Dopo diffusione del primo servizio delle Iene (ormai visualizzato da milioni di utenti), La società milanese è corsa ai ripari e ha lanciato l’espressione “mele marce” (un “titolo” già utilizzato in occasione dell’arresto del fedelissimo di Virginia Raggi, Raffaele Marra), affidata in queste ore alla principale comparsa messa in campo per le elezioni del 4 marzo. «Cacceremo le mele marce», assicura il candidato premier del Movimento 5 Stelle, ma il sospetto è che alla fine di questa vicenda i grillini dovranno potare un intero frutteto, ammesso che i coinvolti rispettino la promessa di dimettersi una volta eletti e soprattutto che le aule di Camera e Senato votino a favore di quelle eventuali dimissioni. Perché la verità è che non c’è stata nessuna espulsione e che nessuno è “fuori dal Movimento”. Tutti i candidati considerati “impresentabili” – da Emanuele Dessì al massone Catello Vitiello, passando per i furbetti di rimborsopoli – restano nelle liste del Movimento 5 Stelle e sono tutti eleggibili. La loro promessa di lasciare una volta eletti vale esattamente come quei bonifici revocati dopo la pubblicazione delle ricevute degli ordini.
E mentre lo stesso Di Maio si fa fotografare con la Iena Filippo Roma impegnato a verificare bonifici (ai supporter e ai profili fake pro M5S serve disperatamente materiale ad uso copia / incolla), si moltiplicano le segnalazioni delle “gole profonde”, che stanno offrendo alla redazione della fortunata trasmissione televisiva materiale per altre due puntate. Si tratta di esponenti dello stesso M5S che in forma anonima stanno facendo emergere anomalie di ogni tipo nelle liste del “partito degli onesti”, da nord a sud. Sia chiaro: il fenomeno dei “dossieraggi” c’è in tutti i partiti, ma la quantità di denunce che in queste ore arriva dai territori, anche da parte di militanti “storici” del partito della Casaleggio Associati, è un fatto più unico che raro e denota un malessere diffuso rispetto al “nuovo corso” inaugurato con l’incoronazione a leader dell’ex steward dello Stadio San Paolo di Napoli.

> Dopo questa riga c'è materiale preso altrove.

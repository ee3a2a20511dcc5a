//! Terminal selection UI using ratatui.
//!
//! The page text is listed line by line. A selection is a contiguous range of
//! lines marked with the keyboard or dragged with the mouse; the toolbar and
//! notices come straight from [`SelectionMode`].

use crate::router::{Payload, Request, Response, Router, SelectionControl};
use crate::selection::{Key, NoticeKind, Outbox, SelectionHost, SelectionMode};
use crate::workflow::GeneratedWorkflow;
use crossterm::event::{
    self, DisableMouseCapture, EnableMouseCapture, Event, KeyCode, KeyEvent, KeyEventKind,
    MouseButton, MouseEvent, MouseEventKind,
};
use crossterm::execute;
use ratatui::layout::{Constraint, Layout, Rect};
use ratatui::style::{Color, Modifier, Style};
use ratatui::text::{Line, Span};
use ratatui::widgets::{Block, List, ListItem, ListState, Paragraph, Wrap};
use ratatui::{DefaultTerminal, Frame};
use std::ops::RangeInclusive;
use std::sync::{Arc, Weak};
use std::time::{Duration, Instant};
use tokio::sync::mpsc::{self, UnboundedReceiver, UnboundedSender};

const POLL_INTERVAL: Duration = Duration::from_millis(100);
const HINTS: &str = "space/v mark · Enter/g generate · Esc cancel · q quit";

/// Requests from the router to show or hide selection mode
#[derive(Debug, Clone, Copy, PartialEq, Eq)]
pub enum UiCommand {
    Enable,
    Disable,
}

/// Router-side handle on the terminal UI
pub struct ChannelControl(UnboundedSender<UiCommand>);

impl ChannelControl {
    pub fn new() -> (Self, UnboundedReceiver<UiCommand>) {
        let (tx, rx) = mpsc::unbounded_channel();
        (Self(tx), rx)
    }

    fn send(&self, command: UiCommand) -> Result<(), String> {
        self.0
            .send(command)
            .map_err(|_| "selection UI is not running".to_string())
    }
}

impl SelectionControl for ChannelControl {
    fn enable(&self) -> Result<(), String> {
        self.send(UiCommand::Enable)
    }

    fn disable(&self) -> Result<(), String> {
        self.send(UiCommand::Disable)
    }
}

/// Page text plus a line-range selection
pub struct TerminalPage {
    title: String,
    lines: Vec<String>,
    cursor: usize,
    anchor: Option<usize>,
    selecting: bool,
    router: Weak<Router>,
}

impl TerminalPage {
    pub fn new(title: impl Into<String>, lines: Vec<String>, router: &Arc<Router>) -> Self {
        Self {
            title: title.into(),
            lines,
            cursor: 0,
            anchor: None,
            selecting: false,
            router: Arc::downgrade(router),
        }
    }

    pub fn selected_range(&self) -> Option<RangeInclusive<usize>> {
        let anchor = self.anchor?;
        Some(anchor.min(self.cursor)..=anchor.max(self.cursor))
    }

    pub fn move_cursor(&mut self, delta: isize) {
        if self.lines.is_empty() {
            return;
        }
        let last = self.lines.len() - 1;
        self.cursor = self.cursor.saturating_add_signed(delta).min(last);
    }

    /// Start marking at the cursor, or clear the current mark
    pub fn toggle_mark(&mut self) {
        self.anchor = match self.anchor {
            Some(_) => None,
            None => Some(self.cursor),
        };
    }

    fn press(&mut self, line: usize) {
        self.cursor = line;
        self.anchor = Some(line);
    }

    fn drag(&mut self, line: usize) {
        self.cursor = line;
    }
}

impl SelectionHost for TerminalPage {
    fn selection(&self) -> String {
        self.selected_range()
            .and_then(|range| self.lines.get(range))
            .map(|lines| lines.join("\n"))
            .unwrap_or_default()
    }

    fn set_selecting(&mut self, active: bool) {
        self.selecting = active;
        if !active {
            self.anchor = None;
        }
    }

    fn connected(&self) -> bool {
        self.router.strong_count() > 0
    }
}

/// Hands requests to the router on background tasks; generation results come
/// back through `results`. Holds the router weakly, like [`TerminalPage`], so
/// dropping the owner disconnects both.
pub struct RouterOutbox {
    router: Weak<Router>,
    results: UnboundedSender<Response>,
}

impl RouterOutbox {
    pub fn new(router: &Arc<Router>) -> (Self, UnboundedReceiver<Response>) {
        let (results, rx) = mpsc::unbounded_channel();
        let outbox = Self {
            router: Arc::downgrade(router),
            results,
        };
        (outbox, rx)
    }
}

impl Outbox for RouterOutbox {
    fn send(&mut self, request: Request) {
        let Some(router) = self.router.upgrade() else {
            tracing::warn!(action = ?request, "router is gone, request dropped");
            return;
        };
        let results = self.results.clone();
        let reply_expected = matches!(request, Request::GenerateFromSelection { .. });

        tokio::spawn(async move {
            let response = router.dispatch(request).await;
            if reply_expected {
                let _ = results.send(response);
            }
        });
    }

    fn remember_selection(&mut self, selection: &str) {
        let Some(router) = self.router.upgrade() else {
            return;
        };
        if let Err(e) = router.set_selection(selection) {
            tracing::warn!(error = %e, "could not update page selection");
        }
        if let Err(e) = router.store().set_pending_selection(selection) {
            tracing::warn!(error = %e, "could not persist selection");
        }
    }
}

type Mode = SelectionMode<TerminalPage, RouterOutbox>;

/// Run the selection UI until the user quits or selection mode closes.
///
/// Returns the workflow generated during the session, if any.
pub async fn run(
    router: Arc<Router>,
    title: String,
    lines: Vec<String>,
    mut commands: UnboundedReceiver<UiCommand>,
) -> anyhow::Result<Option<GeneratedWorkflow>> {
    let page = TerminalPage::new(title, lines, &router);
    let (outbox, mut results) = RouterOutbox::new(&router);
    let mut mode = SelectionMode::new(page, outbox);

    let mut terminal = ratatui::init();
    execute!(std::io::stdout(), EnableMouseCapture)?;

    let outcome = event_loop(&mut terminal, &mut mode, &mut commands, &mut results);

    if let Err(e) = execute!(std::io::stdout(), DisableMouseCapture) {
        tracing::warn!(error = %e, "failed to release mouse capture");
    }
    ratatui::restore();
    outcome
}

fn event_loop(
    terminal: &mut DefaultTerminal,
    mode: &mut Mode,
    commands: &mut UnboundedReceiver<UiCommand>,
    results: &mut UnboundedReceiver<Response>,
) -> anyhow::Result<Option<GeneratedWorkflow>> {
    let mut created = None;
    let mut opened = false;
    let mut list_state = ListState::default();

    loop {
        let now = Instant::now();

        while let Ok(command) = commands.try_recv() {
            match command {
                UiCommand::Enable => {
                    mode.enable();
                    opened = true;
                }
                UiCommand::Disable => mode.disable(),
            }
        }
        while let Ok(response) = results.try_recv() {
            if let Payload::Workflow { workflow } = &response.payload {
                created = Some(workflow.clone());
            }
            mode.finish_generation(&response, now);
        }
        mode.tick(now);

        // Closed and nothing left to show
        if opened && !mode.is_active() && mode.notice().is_none() {
            return Ok(created);
        }

        let mut page_area = Rect::default();
        terminal.draw(|frame| page_area = draw(frame, mode, &mut list_state))?;

        if !event::poll(POLL_INTERVAL)? {
            continue;
        }
        match event::read()? {
            Event::Key(key) if key.kind == KeyEventKind::Press => {
                if handle_key(mode, key, Instant::now()) {
                    return Ok(created);
                }
            }
            Event::Mouse(mouse) => handle_mouse(mode, mouse, page_area, list_state.offset()),
            _ => {}
        }
    }
}

/// Returns true when the user asked to quit
fn handle_key(mode: &mut Mode, key: KeyEvent, now: Instant) -> bool {
    match key.code {
        KeyCode::Char('q') => return true,
        KeyCode::Esc => mode.on_key(Key::Escape, now),
        KeyCode::Enter => mode.on_key(Key::Enter, now),
        KeyCode::Char('g') => {
            mode.generate(now);
        }
        KeyCode::Up | KeyCode::Char('k') => {
            mode.host_mut().move_cursor(-1);
            mode.on_mouse_up(false);
        }
        KeyCode::Down | KeyCode::Char('j') => {
            mode.host_mut().move_cursor(1);
            mode.on_mouse_up(false);
        }
        KeyCode::Char(' ') | KeyCode::Char('v') => {
            mode.host_mut().toggle_mark();
            mode.on_mouse_up(false);
        }
        _ => mode.on_key(Key::Other, now),
    }
    false
}

fn handle_mouse(mode: &mut Mode, mouse: MouseEvent, page_area: Rect, offset: usize) {
    let inner = page_area.inner(ratatui::layout::Margin::new(1, 1));
    let on_page = mouse.row >= inner.y
        && mouse.row < inner.y + inner.height
        && mouse.column >= inner.x
        && mouse.column < inner.x + inner.width;
    let line = offset + mouse.row.saturating_sub(inner.y) as usize;
    let in_range = line < mode.host().lines.len();

    match mouse.kind {
        MouseEventKind::Down(MouseButton::Left) if on_page && in_range => {
            mode.host_mut().press(line)
        }
        MouseEventKind::Drag(MouseButton::Left) if on_page && in_range => {
            mode.host_mut().drag(line)
        }
        MouseEventKind::Up(MouseButton::Left) => mode.on_mouse_up(!on_page),
        MouseEventKind::ScrollUp => mode.host_mut().move_cursor(-3),
        MouseEventKind::ScrollDown => mode.host_mut().move_cursor(3),
        _ => {}
    }
}

/// Render the page, toolbar and notice; returns the page area for hit testing
fn draw(frame: &mut Frame, mode: &Mode, list_state: &mut ListState) -> Rect {
    let [page_area, toolbar_area, notice_area] = Layout::vertical([
        Constraint::Min(3),
        Constraint::Length(5),
        Constraint::Length(1),
    ])
    .areas(frame.area());

    let page = mode.host();
    let range = page.selected_range();
    let marked = Style::default().bg(Color::Blue).fg(Color::White);
    let items: Vec<ListItem> = page
        .lines
        .iter()
        .enumerate()
        .map(|(i, line)| {
            let style = match &range {
                Some(range) if range.contains(&i) => marked,
                _ => Style::default(),
            };
            ListItem::new(line.as_str()).style(style)
        })
        .collect();

    let border = if page.selecting {
        Style::default().fg(Color::Cyan)
    } else {
        Style::default()
    };
    let list = List::new(items)
        .block(Block::bordered().title(page.title.as_str()).border_style(border))
        .highlight_style(Style::default().add_modifier(Modifier::REVERSED));
    list_state.select((!page.lines.is_empty()).then_some(page.cursor));
    frame.render_stateful_widget(list, page_area, list_state);

    if let Some(toolbar) = mode.toolbar() {
        let preview = match &toolbar.preview {
            Some(text) => Line::from(text.as_str()),
            None => Line::styled(
                "Select text on the page to preview it here",
                Style::default().fg(Color::DarkGray),
            ),
        };
        let button = if toolbar.generate_enabled {
            Style::default().fg(Color::Black).bg(Color::Green)
        } else {
            Style::default().fg(Color::DarkGray)
        };
        let controls = Line::from(vec![
            Span::styled(format!(" {} ", toolbar.button_label), button),
            Span::raw("  "),
            Span::styled(HINTS, Style::default().fg(Color::DarkGray)),
        ]);

        let panel = Paragraph::new(vec![preview, controls])
            .wrap(Wrap { trim: true })
            .block(Block::bordered().title("Workflow capture"));
        frame.render_widget(panel, toolbar_area);
    }

    if let Some(notice) = mode.notice() {
        let color = match notice.kind {
            NoticeKind::Info => Color::Cyan,
            NoticeKind::Success => Color::Green,
            NoticeKind::Error => Color::Red,
        };
        frame.render_widget(
            Paragraph::new(notice.text.as_str()).style(Style::default().fg(color)),
            notice_area,
        );
    }

    page_area
}

#[cfg(test)]
mod tests {
    use super::*;
    use crate::client::WorkflowClient;
    use crate::config::Config;
    use crate::storage::Store;

    fn router() -> Arc<Router> {
        let client = WorkflowClient::new(&Config::default(), Store::temporary().unwrap()).unwrap();
        Arc::new(Router::new(client))
    }

    fn lines() -> Vec<String> {
        ["Open the ticket", "Check the order", "Issue the refund", "Close the ticket"]
            .iter()
            .map(|s| s.to_string())
            .collect()
    }

    #[test]
    fn selection_spans_anchor_to_cursor_in_either_direction() {
        let router = router();
        let mut page = TerminalPage::new("Support", lines(), &router);
        assert_eq!(page.selection(), "");

        page.move_cursor(2);
        page.toggle_mark();
        page.move_cursor(-1);
        assert_eq!(page.selection(), "Check the order\nIssue the refund");

        page.move_cursor(10);
        assert_eq!(page.cursor, 3);
        assert_eq!(page.selection(), "Issue the refund\nClose the ticket");

        page.toggle_mark();
        assert_eq!(page.selection(), "");
    }

    #[test]
    fn leaving_selection_mode_clears_the_mark() {
        let router = router();
        let mut page = TerminalPage::new("Support", lines(), &router);
        page.press(1);
        page.drag(2);
        assert_eq!(page.selected_range(), Some(1..=2));

        page.set_selecting(false);
        assert_eq!(page.selected_range(), None);
    }

    #[tokio::test]
    async fn session_disconnects_when_router_owner_drops() {
        let router = router();
        let page = TerminalPage::new("Support", lines(), &router);
        let (outbox, mut results) = RouterOutbox::new(&router);
        let mut mode = SelectionMode::new(page, outbox);
        assert!(mode.host().connected());

        mode.enable();
        mode.host_mut().press(0);
        mode.host_mut().drag(1);
        mode.on_mouse_up(false);
        drop(router);

        assert!(!mode.host().connected());
        assert!(!mode.generate(Instant::now()));
        assert_eq!(
            mode.notice().map(|n| n.text.as_str()),
            Some("Extension was reloaded. Please refresh the page and try again.")
        );
        assert!(mode.is_active());

        mode.cancel();
        tokio::task::yield_now().await;
        assert!(results.try_recv().is_err());
    }

    #[test]
    fn channel_control_forwards_commands() {
        let (control, mut rx) = ChannelControl::new();
        control.enable().unwrap();
        control.disable().unwrap();
        assert_eq!(rx.try_recv().unwrap(), UiCommand::Enable);
        assert_eq!(rx.try_recv().unwrap(), UiCommand::Disable);

        drop(rx);
        assert!(control.enable().is_err());
    }

    #[tokio::test]
    async fn outbox_remembers_selection_in_page_and_store() {
        let client = WorkflowClient::new(&Config::default(), Store::temporary().unwrap()).unwrap();
        let page = crate::extractor::Page::parse("<p>hi</p>", "https://example.com/");
        let router = Arc::new(Router::new(client).with_page(page));
        let (mut outbox, _results) = RouterOutbox::new(&router);

        outbox.remember_selection("Check the order");

        assert_eq!(
            router.store().pending_selection().unwrap().as_deref(),
            Some("Check the order")
        );
        let reply = router.dispatch(Request::GetSelection).await.to_value();
        assert_eq!(reply["selection"], "Check the order");
    }
}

Tuttavia, nella disperata strategia difensiva della società milanese si dice qualcosa di profondamente vero: non si può giudicare un partito politico dalle sue “mele marce”. I primi che dovrebbero imparare questa ovvietà sono proprio i grillini, che sulle “mele marce” degli avversari politici (in molti casi “presunte mele marce”) hanno fondato vere e proprie campagne di comunicazione. Oltretutto, tra inchieste della magistratura e scandali, il Movimento 5 Stelle ha una media altissima di grane di ogni tipo, dalle firme false ai bonifici revocati, passando per le inchieste giudiziarie che coinvolgono figure di primo piano come Virginia Raggi e Chiara Appendino.
Insomma, chi ha speculato per anni sulle altrui “mele marce”, oggi dovrebbe prima di tutto scusarsi con i suoi stessi supporter, non incitarli a difendere l’indifendibile.